### Exercise objective
Word for word, retype the first line of the records and every following line through the one containing "let mut seen: HashSet<&str>".

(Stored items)
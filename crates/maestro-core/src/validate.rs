//! Structural validation of workflow definitions.
//!
//! Every check runs and every problem is reported -- the caller gets the
//! complete list, never just the first issue. A definition with a non-empty
//! issue list never reaches the scheduler.

use std::collections::{BTreeSet, HashSet};

use maestro_types::workflow::WorkflowDefinition;
use thiserror::Error;

use crate::graph::{DependencyGraph, GraphError};
use crate::registry::AgentRegistry;
use crate::template::{extract_placeholders, path_root};

// ---------------------------------------------------------------------------
// Issues
// ---------------------------------------------------------------------------

/// A single structural problem found in a definition.
#[derive(Debug, Clone, PartialEq, Eq, Error)]
pub enum ValidationIssue {
    #[error("duplicate step key: '{0}'")]
    DuplicateStepKey(String),

    #[error("step '{step}' depends on unknown step '{dependency}'")]
    UnknownDependency { step: String, dependency: String },

    /// Cycle reported by the graph builder, surfaced verbatim.
    #[error(transparent)]
    Graph(GraphError),

    #[error(
        "step '{step}' prompt placeholder '{placeholder}' does not reference a known step or input"
    )]
    UnknownPlaceholderRoot { step: String, placeholder: String },

    #[error("step '{step}' is assigned to unknown agent '{agent}' (available: {available})")]
    UnknownAgent {
        step: String,
        agent: String,
        available: String,
    },
}

// ---------------------------------------------------------------------------
// Validation
// ---------------------------------------------------------------------------

/// Validate a definition against the declared input variables and, when
/// given, the agent registry. Returns every issue found (empty ⇒ valid).
///
/// `inputs` holds the names of the variables the caller will seed the
/// execution context with; placeholder roots may reference those as well as
/// step keys. Validation runs once, at execution start, before any step
/// executes.
pub fn validate_definition(
    definition: &WorkflowDefinition,
    inputs: &BTreeSet<String>,
    agents: Option<&AgentRegistry>,
) -> Vec<ValidationIssue> {
    let mut issues = Vec::new();

    // Duplicate step keys.
    let mut seen: HashSet<&str> = HashSet::new();
    for step in &definition.steps {
        if !seen.insert(step.key.as_str()) {
            issues.push(ValidationIssue::DuplicateStepKey(step.key.clone()));
        }
    }

    // Dependencies must reference existing steps.
    let mut dangling = false;
    for step in &definition.steps {
        for dep in &step.dependencies {
            if !seen.contains(dep.as_str()) {
                dangling = true;
                issues.push(ValidationIssue::UnknownDependency {
                    step: step.key.clone(),
                    dependency: dep.clone(),
                });
            }
        }
    }

    // Cycles: delegate to the graph builder. Only meaningful once every
    // dependency resolves, otherwise the builder would re-report the
    // dangling reference.
    if !dangling {
        if let Err(err @ GraphError::Cycle { .. }) = DependencyGraph::build(definition) {
            issues.push(ValidationIssue::Graph(err));
        }
    }

    // Placeholder roots must name a step or a declared input.
    for step in &definition.steps {
        let mut reported: HashSet<String> = HashSet::new();
        for placeholder in extract_placeholders(&step.prompt) {
            let root = path_root(&placeholder);
            if !seen.contains(root) && !inputs.contains(root) && reported.insert(placeholder.clone())
            {
                issues.push(ValidationIssue::UnknownPlaceholderRoot {
                    step: step.key.clone(),
                    placeholder,
                });
            }
        }
    }

    // Explicit agent assignments must resolve against the registry.
    if let Some(registry) = agents {
        for step in &definition.steps {
            if let Some(agent) = &step.agent {
                if !registry.contains(agent) {
                    issues.push(ValidationIssue::UnknownAgent {
                        step: step.key.clone(),
                        agent: agent.clone(),
                        available: registry.names().join(", "),
                    });
                }
            }
        }
    }

    issues
}

// ---------------------------------------------------------------------------
// Tests
// ---------------------------------------------------------------------------

#[cfg(test)]
mod tests {
    use super::*;
    use crate::testkit::{definition, step, step_with_deps};
    use maestro_types::agent::AgentProfile;

    fn no_inputs() -> BTreeSet<String> {
        BTreeSet::new()
    }

    fn registry(names: &[&str]) -> AgentRegistry {
        names
            .iter()
            .map(|n| AgentProfile {
                name: n.to_string(),
                description: None,
                capabilities: vec![],
            })
            .collect()
    }

    // -----------------------------------------------------------------------
    // Individual checks
    // -----------------------------------------------------------------------

    #[test]
    fn test_valid_definition_has_no_issues() {
        let def = definition(vec![step("a"), step_with_deps("b", &["a"])]);
        assert!(validate_definition(&def, &no_inputs(), None).is_empty());
    }

    #[test]
    fn test_duplicate_step_keys() {
        let def = definition(vec![step("a"), step("a")]);
        let issues = validate_definition(&def, &no_inputs(), None);
        assert_eq!(issues, vec![ValidationIssue::DuplicateStepKey("a".to_string())]);
    }

    #[test]
    fn test_unknown_dependency() {
        let def = definition(vec![step_with_deps("a", &["ghost"])]);
        let issues = validate_definition(&def, &no_inputs(), None);
        assert_eq!(
            issues,
            vec![ValidationIssue::UnknownDependency {
                step: "a".to_string(),
                dependency: "ghost".to_string(),
            }]
        );
    }

    #[test]
    fn test_cycle_surfaces_graph_message() {
        let def = definition(vec![
            step_with_deps("a", &["b"]),
            step_with_deps("b", &["a"]),
        ]);
        let issues = validate_definition(&def, &no_inputs(), None);
        assert_eq!(issues.len(), 1);
        assert_eq!(
            issues[0].to_string(),
            "dependency cycle detected: a -> b -> a"
        );
    }

    #[test]
    fn test_placeholder_root_must_be_step_or_input() {
        let mut def = definition(vec![step("gather"), step_with_deps("analyze", &["gather"])]);
        def.steps[1].prompt = "Use {{gather.output}} and {{topic}} and {{typo.field}}".to_string();

        let inputs = BTreeSet::from(["topic".to_string()]);
        let issues = validate_definition(&def, &inputs, None);
        assert_eq!(
            issues,
            vec![ValidationIssue::UnknownPlaceholderRoot {
                step: "analyze".to_string(),
                placeholder: "typo.field".to_string(),
            }]
        );
    }

    #[test]
    fn test_unknown_agent_lists_available_agents() {
        let mut def = definition(vec![step("a")]);
        def.steps[0].agent = Some("ghostwriter".to_string());

        let issues =
            validate_definition(&def, &no_inputs(), Some(&registry(&["researcher", "writer"])));
        assert_eq!(issues.len(), 1);
        let message = issues[0].to_string();
        assert!(message.contains("ghostwriter"));
        assert!(message.contains("researcher, writer"));
    }

    #[test]
    fn test_agents_not_checked_without_registry() {
        let mut def = definition(vec![step("a")]);
        def.steps[0].agent = Some("anyone".to_string());
        assert!(validate_definition(&def, &no_inputs(), None).is_empty());
    }

    // -----------------------------------------------------------------------
    // Completeness: every problem surfaces in one pass
    // -----------------------------------------------------------------------

    #[test]
    fn test_all_issues_reported_together() {
        let mut def = definition(vec![
            step("a"),
            step("a"),
            step_with_deps("b", &["ghost"]),
        ]);
        def.steps[2].prompt = "{{nowhere.out}}".to_string();
        def.steps[2].agent = Some("phantom".to_string());

        let issues = validate_definition(&def, &no_inputs(), Some(&registry(&["researcher"])));
        assert_eq!(issues.len(), 4, "got: {issues:?}");
        assert!(issues
            .iter()
            .any(|i| matches!(i, ValidationIssue::DuplicateStepKey(_))));
        assert!(issues
            .iter()
            .any(|i| matches!(i, ValidationIssue::UnknownDependency { .. })));
        assert!(issues
            .iter()
            .any(|i| matches!(i, ValidationIssue::UnknownPlaceholderRoot { .. })));
        assert!(issues
            .iter()
            .any(|i| matches!(i, ValidationIssue::UnknownAgent { .. })));
    }

    #[test]
    fn test_duplicate_placeholder_reported_once_per_step() {
        let mut def = definition(vec![step("a")]);
        def.steps[0].prompt = "{{ghost}} and {{ghost}} again".to_string();
        let issues = validate_definition(&def, &no_inputs(), None);
        assert_eq!(issues.len(), 1);
    }
}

### Solution to this task
filename crates/maestro-core/src/validate.rs
//! Structural validation of workflow definitions.
//!
//! Every check runs and every problem is reported -- the caller gets the
//! complete list, never just the first issue. A definition with a non-empty
//! issue list never reaches the scheduler.

use std::collections::{BTreeSet, HashSet};

use maestro_types::workflow::WorkflowDefinition;
use thiserror::Error;

use crate::graph::{DependencyGraph, GraphError};
use crate::registry::AgentRegistry;
use crate::template::{extract_placeholders, path_root};

// ---------------------------------------------------------------------------
// Issues
// ---------------------------------------------------------------------------

/// A single structural problem found in a definition.
#[derive(Debug, Clone, PartialEq, Eq, Error)]
pub enum ValidationIssue {
    #[error("duplicate step key: '{0}'")]
    DuplicateStepKey(String),

    #[error("step '{step}' depends on unknown step '{dependency}'")]
    UnknownDependency { step: String, dependency: String },

    /// Cycle reported by the graph builder, surfaced verbatim.
    #[error(transparent)]
    Graph(GraphError),

    #[error(
        "step '{step}' prompt placeholder '{placeholder}' does not reference a known step or input"
    )]
    UnknownPlaceholderRoot { step: String, placeholder: String },

    #[error("step '{step}' is assigned to unknown agent '{agent}' (available: {available})")]
    UnknownAgent {
        step: String,
        agent: String,
        available: String,
    },
}

// ---------------------------------------------------------------------------
// Validation
// ---------------------------------------------------------------------------

/// Validate a definition against the declared input variables and, when
/// given, the agent registry. Returns every issue found (empty ⇒ valid).
///
/// `inputs` holds the names of the variables the caller will seed the
/// execution context with; placeholder roots may reference those as well as
/// step keys. Validation runs once, at execution start, before any step
/// executes.
pub fn validate_definition(
    definition: &WorkflowDefinition,
    inputs: &BTreeSet<String>,
    agents: Option<&AgentRegistry>,
) -> Vec<ValidationIssue> {
    let mut issues = Vec::new();

    // Duplicate step keys.
    let mut seen: HashSet<&str> = HashSet::new();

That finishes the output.